ABOUT THIS EXERCISE: A stretch of the entries below is to be set down exactly, running from the line with "(None, Some(base)) =>" through the line with "if state != self.state", both included, and no other line.
── DATASET ──
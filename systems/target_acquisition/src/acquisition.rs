//! Per-agent objective selection state machine.

use std::time::Duration;

use hive_invasion_core::{
    AgentId, AgentMover, AgentSnapshot, Command, ObjectiveId, ObjectiveKind, ObjectiveLookup,
    ObjectiveSignal, TargetPriority, WorldPoint,
};
use tracing::debug;

/// Observable targeting state of an agent.
#[derive(Clone, Copy, Debug, PartialEq, Eq, Hash)]
pub enum TargetState {
    /// The agent marches on the gate.
    TargetingGate,
    /// The agent marches on the base.
    TargetingBase,
    /// Neither objective could be found.
    NoTarget,
}

/// Read-only surroundings an agent consults during its tick.
#[derive(Debug)]
pub struct TickContext<'a, L: ?Sized> {
    /// Simulated time of the tick.
    pub now: Duration,
    /// Objective lookup used to resolve targets.
    pub objectives: &'a L,
    /// Whether the gate is currently bypassed.
    pub gate_bypassed: bool,
    /// Search radius for recovering agents that left the traversable surface.
    pub snap_radius: f32,
}

/// Objective selection for one agent.
///
/// Holds only identifiers of objectives; a target whose identifier no longer
/// resolves is stale and triggers re-acquisition on the next tick.
#[derive(Clone, Debug, PartialEq)]
pub struct TargetAcquisition {
    agent: AgentId,
    state: TargetState,
    priority: TargetPriority,
    current: Option<ObjectiveId>,
    cached_gate: Option<ObjectiveId>,
    cached_base: Option<ObjectiveId>,
    last_destination: Option<WorldPoint>,
}

impl TargetAcquisition {
    /// Creates the targeting state for a freshly spawned agent.
    ///
    /// The gate is preferred when it is discoverable and not bypassed.
    #[must_use]
    pub fn spawn<L>(agent: AgentId, objectives: &L, gate_bypassed: bool) -> Self
    where
        L: ObjectiveLookup + ?Sized,
    {
        let mut acquisition = Self {
            agent,
            state: TargetState::NoTarget,
            priority: TargetPriority::Gate,
            current: None,
            cached_gate: None,
            cached_base: None,
            last_destination: None,
        };
        acquisition.acquire(objectives, gate_bypassed);
        acquisition
    }

    /// Agent owning this state.
    #[must_use]
    pub fn agent(&self) -> AgentId {
        self.agent
    }

    /// Current targeting state.
    #[must_use]
    pub fn state(&self) -> TargetState {
        self.state
    }

    /// Objective kind the agent prefers.
    #[must_use]
    pub fn priority(&self) -> TargetPriority {
        self.priority
    }

    /// Objective currently aimed at, if any.
    #[must_use]
    pub fn current_target(&self) -> Option<ObjectiveId> {
        self.current
    }

    /// Gate identifier remembered across open/close cycles.
    #[must_use]
    pub fn cached_gate(&self) -> Option<ObjectiveId> {
        self.cached_gate
    }

    /// Applies an objective signal immediately, independent of ticking.
    pub fn on_signal(&mut self, signal: ObjectiveSignal) {
        match signal {
            ObjectiveSignal::Destroyed => {
                self.cached_gate = None;
                self.force(TargetPriority::Base);
            }
            ObjectiveSignal::Opened => self.force(TargetPriority::Base),
            ObjectiveSignal::Closed => {
                // With no gate left to return to the agent stays on the base.
                if self.cached_gate.is_some() {
                    self.force(TargetPriority::Gate);
                } else {
                    self.force(TargetPriority::Base);
                }
            }
        }
        debug!(agent = self.agent.get(), ?signal, state = ?self.state, "target cleared by signal");
    }

    /// Runs one tick: re-acquires a stale target, then either closes in on
    /// the target or attacks it.
    ///
    /// Attacks are requested through `out`; the world resolves damage.
    pub fn tick<L, M>(
        &mut self,
        agent: &AgentSnapshot,
        context: &TickContext<'_, L>,
        mover: &mut M,
        out: &mut Vec<Command>,
    ) where
        L: ObjectiveLookup + ?Sized,
        M: AgentMover + ?Sized,
    {
        if self.is_stale(context.objectives, context.gate_bypassed) {
            self.acquire(context.objectives, context.gate_bypassed);
        }
        let Some(target) = self
            .current
            .and_then(|id| context.objectives.resolve(id))
        else {
            return;
        };

        if !mover.is_on_valid_surface(self.agent)
            && !mover.snap_to_nearest_valid_surface(self.agent, context.snap_radius)
        {
            debug!(agent = self.agent.get(), "agent off navigable surface; holding");
            return;
        }
        let Some(position) = mover.position(self.agent) else {
            return;
        };

        let gap = position.distance_to(target.position) - target.reach;
        if gap <= agent.stats.attack_range {
            // The mover may still hold a destination from before re-acquisition.
            self.last_destination = None;
            if !mover.is_arrived(self.agent) {
                mover.stop(self.agent);
            }
            if agent.ready_to_attack(context.now) {
                out.push(Command::AttackObjective {
                    attacker: self.agent,
                    objective: target.id,
                });
            }
            return;
        }

        if self.last_destination != Some(target.position) {
            mover.move_to(self.agent, target.position);
            self.last_destination = Some(target.position);
        }
    }

    fn is_stale<L>(&self, objectives: &L, gate_bypassed: bool) -> bool
    where
        L: ObjectiveLookup + ?Sized,
    {
        match self.current {
            None => true,
            Some(id) => {
                objectives.resolve(id).is_none()
                    || (gate_bypassed && self.cached_gate == Some(id))
            }
        }
    }

    fn acquire<L>(&mut self, objectives: &L, gate_bypassed: bool)
    where
        L: ObjectiveLookup + ?Sized,
    {
        if self
            .cached_gate
            .is_some_and(|id| objectives.resolve(id).is_none())
        {
            self.cached_gate = None;
        }
        if self
            .cached_base
            .is_some_and(|id| objectives.resolve(id).is_none())
        {
            self.cached_base = None;
        }
        if self.cached_gate.is_none() && !gate_bypassed {
            self.cached_gate = objectives.find(ObjectiveKind::Gate);
        }
        if self.cached_base.is_none() {
            self.cached_base = objectives.find(ObjectiveKind::Base);
        }

        let gate = self.cached_gate.filter(|_| !gate_bypassed);
        let (state, priority, current) = match (gate, self.cached_base) {
            (Some(gate), _) => (TargetState::TargetingGate, TargetPriority::Gate, Some(gate)),
            (None, Some(base)) => (TargetState::TargetingBase, TargetPriority::Base, Some(base)),
            (None, None) => (TargetState::NoTarget, TargetPriority::Base, None),
        };
        if state != self.state {
            debug!(agent = self.agent.get(), ?state, "target acquired");
        }
        self.state = state;
        self.priority = priority;
        self.current = current;
        self.last_destination = None;
    }

    fn force(&mut self, priority: TargetPriority) {
        self.priority = priority;
        self.state = match priority {
            TargetPriority::Gate => TargetState::TargetingGate,
            TargetPriority::Base => TargetState::TargetingBase,
        };
        self.current = None;
    }
}

#[cfg(test)]
mod tests {
    use super::*;
    use hive_invasion_core::ObjectiveSnapshot;

    struct Lookup {
        gate: Option<ObjectiveSnapshot>,
        base: Option<ObjectiveSnapshot>,
    }

    impl ObjectiveLookup for Lookup {
        fn find(&self, kind: ObjectiveKind) -> Option<ObjectiveId> {
            match kind {
                ObjectiveKind::Gate => self.gate.map(|gate| gate.id),
                ObjectiveKind::Base => self.base.map(|base| base.id),
            }
        }

        fn resolve(&self, id: ObjectiveId) -> Option<ObjectiveSnapshot> {
            [self.gate, self.base]
                .into_iter()
                .flatten()
                .find(|objective| objective.id == id)
        }
    }

    fn objective(id: u32, kind: ObjectiveKind) -> ObjectiveSnapshot {
        ObjectiveSnapshot {
            id: ObjectiveId::new(id),
            kind,
            position: WorldPoint::new(0.0, 0.0),
            reach: 1.0,
            health: 10,
            max_health: 10,
        }
    }

    fn both() -> Lookup {
        Lookup {
            gate: Some(objective(1, ObjectiveKind::Gate)),
            base: Some(objective(2, ObjectiveKind::Base)),
        }
    }

    #[test]
    fn initial_state_follows_discoverability() {
        let agent = AgentId::new(1);
        assert_eq!(
            TargetAcquisition::spawn(agent, &both(), false).state(),
            TargetState::TargetingGate
        );
        assert_eq!(
            TargetAcquisition::spawn(agent, &both(), true).state(),
            TargetState::TargetingBase
        );
        let base_only = Lookup {
            gate: None,
            base: Some(objective(2, ObjectiveKind::Base)),
        };
        assert_eq!(
            TargetAcquisition::spawn(agent, &base_only, false).state(),
            TargetState::TargetingBase
        );
        let nothing = Lookup {
            gate: None,
            base: None,
        };
        assert_eq!(
            TargetAcquisition::spawn(agent, &nothing, false).state(),
            TargetState::NoTarget
        );
    }

    #[test]
    fn destroyed_then_closed_stays_on_base() {
        let mut acquisition = TargetAcquisition::spawn(AgentId::new(1), &both(), false);
        assert_eq!(acquisition.current_target(), Some(ObjectiveId::new(1)));

        acquisition.on_signal(ObjectiveSignal::Destroyed);
        assert_eq!(acquisition.priority(), TargetPriority::Base);
        assert_eq!(acquisition.current_target(), None);
        assert_eq!(acquisition.cached_gate(), None);

        acquisition.on_signal(ObjectiveSignal::Closed);
        assert_eq!(acquisition.state(), TargetState::TargetingBase);
        assert_eq!(acquisition.priority(), TargetPriority::Base);
    }

    #[test]
    fn opened_keeps_cached_gate_and_closed_restores_it() {
        let mut acquisition = TargetAcquisition::spawn(AgentId::new(1), &both(), false);

        acquisition.on_signal(ObjectiveSignal::Opened);
        assert_eq!(acquisition.state(), TargetState::TargetingBase);
        assert_eq!(acquisition.cached_gate(), Some(ObjectiveId::new(1)));

        acquisition.on_signal(ObjectiveSignal::Closed);
        assert_eq!(acquisition.state(), TargetState::TargetingGate);
        assert_eq!(acquisition.priority(), TargetPriority::Gate);
        assert_eq!(acquisition.current_target(), None);
    }
}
───
ANSWER TO THE EXERCISE:
            (None, Some(base)) => (TargetState::TargetingBase, TargetPriority::Base, Some(base)),
            (None, None) => (TargetState::NoTarget, TargetPriority::Base, None),
        };
        if state != self.state {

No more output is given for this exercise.